◆ **Recorded data**
// Copyright (c) 2025 Geoffrey Huntley <ghuntley@ghuntley.com>. All rights reserved.
// SPDX-License-Identifier: Proprietary

//! Configuration sections and their layered (partial) forms.
//!
//! Every section comes in two shapes: the `*Layer` struct with optional
//! fields, merged across sources, and the resolved struct produced by
//! `finalize`.

use serde::{Deserialize, Serialize};

/// HTTP listener settings.
#[derive(Debug, Clone)]
pub struct HttpConfig {
	/// Socket address the server binds, e.g. `0.0.0.0:7373`.
	pub addr: String,
}

impl Default for HttpConfig {
	fn default() -> Self {
		Self {
			addr: "0.0.0.0:7373".to_string(),
		}
	}
}

#[derive(Debug, Clone, Default, Serialize, Deserialize, PartialEq)]
pub struct HttpConfigLayer {
	pub addr: Option<String>,
}

impl HttpConfigLayer {
	pub fn merge(&mut self, other: Self) {
		if other.addr.is_some() {
			self.addr = other.addr;
		}
	}

	pub fn finalize(self) -> HttpConfig {
		let defaults = HttpConfig::default();
		HttpConfig {
			addr: self.addr.unwrap_or(defaults.addr),
		}
	}
}

/// TLS material. All paths; the server reads and parses them at startup.
#[derive(Debug, Clone, Default)]
pub struct TlsConfig {
	/// Server certificate chain, PEM.
	pub cert: String,
	/// Server private key, PEM.
	pub key: String,
	/// Trusted client CA bundle, PEM. Empty disables client-cert
	/// verification entirely (development only).
	pub client_ca: Option<String>,
}

#[derive(Debug, Clone, Default, Serialize, Deserialize, PartialEq)]
pub struct TlsConfigLayer {
	pub cert: Option<String>,
	pub key: Option<String>,
	pub client_ca: Option<String>,
}

impl TlsConfigLayer {
	pub fn merge(&mut self, other: Self) {
		if other.cert.is_some() {
			self.cert = other.cert;
		}
		if other.key.is_some() {
			self.key = other.key;
		}
		if other.client_ca.is_some() {
			self.client_ca = other.client_ca;
		}
	}

	pub fn finalize(self) -> TlsConfig {
		TlsConfig {
			cert: self.cert.unwrap_or_default(),
			key: self.key.unwrap_or_default(),
			client_ca: self.client_ca,
		}
	}
}

/// The operator identity. Bypasses policy evaluation and owns seal/unseal.
#[derive(Debug, Clone, Default)]
pub struct AdminConfig {
	/// Hex identity of the admin client certificate.
	pub identity: String,
}

#[derive(Debug, Clone, Default, Serialize, Deserialize, PartialEq)]
pub struct AdminConfigLayer {
	pub identity: Option<String>,
}

impl AdminConfigLayer {
	pub fn merge(&mut self, other: Self) {
		if other.identity.is_some() {
			self.identity = other.identity;
		}
	}

	pub fn finalize(self) -> AdminConfig {
		AdminConfig {
			identity: self.identity.unwrap_or_default(),
		}
	}
}

/// Trusted forwarding proxies.
#[derive(Debug, Clone, PartialEq)]
pub struct ProxyConfig {
	/// Identities of TLS peers trusted to forward client identities.
	pub identities: Vec<String>,
	/// Header carrying the forwarded hex identity.
	pub header: String,
}

pub const DEFAULT_PROXY_HEADER: &str = "X-Forwarded-Identity";

#[derive(Debug, Clone, Default, Serialize, Deserialize, PartialEq)]
pub struct ProxyConfigLayer {
	pub identities: Option<Vec<String>>,
	pub header: Option<String>,
}

impl ProxyConfigLayer {
	pub fn merge(&mut self, other: Self) {
		if other.identities.is_some() {
			self.identities = other.identities;
		}
		if other.header.is_some() {
			self.header = other.header;
		}
	}

	pub fn finalize(self) -> Option<ProxyConfig> {
		let identities = self.identities.unwrap_or_default();
		if identities.is_empty() {
			return None;
		}
		Some(ProxyConfig {
			identities,
			header: self
				.header
				.unwrap_or_else(|| DEFAULT_PROXY_HEADER.to_string()),
		})
	}
}

/// A bootstrap policy: patterns plus the identities assigned to it at
/// startup.
#[derive(Debug, Clone, Default, Serialize, Deserialize, PartialEq)]
pub struct PolicyConfig {
	pub name: String,
	#[serde(default)]
	pub allow: Vec<String>,
	#[serde(default)]
	pub deny: Vec<String>,
	#[serde(default)]
	pub identities: Vec<String>,
}

/// Audit pipeline settings.
#[derive(Debug, Clone)]
pub struct AuditConfig {
	pub enabled: bool,
	pub queue_capacity: usize,
	pub overflow_policy: QueueOverflowPolicy,
	/// Append-only JSON-lines file; `None` keeps the tracing sink only.
	pub file: Option<String>,
}

impl Default for AuditConfig {
	fn default() -> Self {
		Self {
			enabled: true,
			queue_capacity: DEFAULT_QUEUE_CAPACITY,
			overflow_policy: QueueOverflowPolicy::default(),
			file: None,
		}
	}
}

const DEFAULT_QUEUE_CAPACITY: usize = 10000;

#[derive(Debug, Clone, Copy, PartialEq, Eq, Serialize, Deserialize, Default)]
#[serde(rename_all = "snake_case")]
pub enum QueueOverflowPolicy {
	#[default]
	DropNewest,
	Block,
}

#[derive(Debug, Clone, Default, Serialize, Deserialize, PartialEq)]
pub struct AuditConfigLayer {
	pub enabled: Option<bool>,
	pub queue_capacity: Option<usize>,
	pub overflow_policy: Option<QueueOverflowPolicy>,
	pub file: Option<String>,
}

impl AuditConfigLayer {
	pub fn merge(&mut self, other: Self) {
		if other.enabled.is_some() {
			self.enabled = other.enabled;
		}
		if other.queue_capacity.is_some() {
			self.queue_capacity = other.queue_capacity;
		}
		if other.overflow_policy.is_some() {
			self.overflow_policy = other.overflow_policy;
		}
		if other.file.is_some() {
			self.file = other.file;
		}
	}

	pub fn finalize(self) -> AuditConfig {
		let defaults = AuditConfig::default();
		AuditConfig {
			enabled: self.enabled.unwrap_or(defaults.enabled),
			queue_capacity: self.queue_capacity.unwrap_or(defaults.queue_capacity),
			overflow_policy: self.overflow_policy.unwrap_or(defaults.overflow_policy),
			file: self.file,
		}
	}
}

/// Logging settings.
#[derive(Debug, Clone)]
pub struct LoggingConfig {
	/// Default tracing filter, overridable with `RUST_LOG`.
	pub level: String,
}

impl Default for LoggingConfig {
	fn default() -> Self {
		Self {
			level: "info".to_string(),
		}
	}
}

#[derive(Debug, Clone, Default, Serialize, Deserialize, PartialEq)]
pub struct LoggingConfigLayer {
	pub level: Option<String>,
}

impl LoggingConfigLayer {
	pub fn merge(&mut self, other: Self) {
		if other.level.is_some() {
			self.level = other.level;
		}
	}

	pub fn finalize(self) -> LoggingConfig {
		let defaults = LoggingConfig::default();
		LoggingConfig {
			level: self.level.unwrap_or(defaults.level),
		}
	}
}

◆ **Directions for this task**
In the records above, some lines hold the word "usize"; copy each such line.

◆ **Result below**
	pub queue_capacity: usize,
const DEFAULT_QUEUE_CAPACITY: usize = 10000;
	pub queue_capacity: Option<usize>,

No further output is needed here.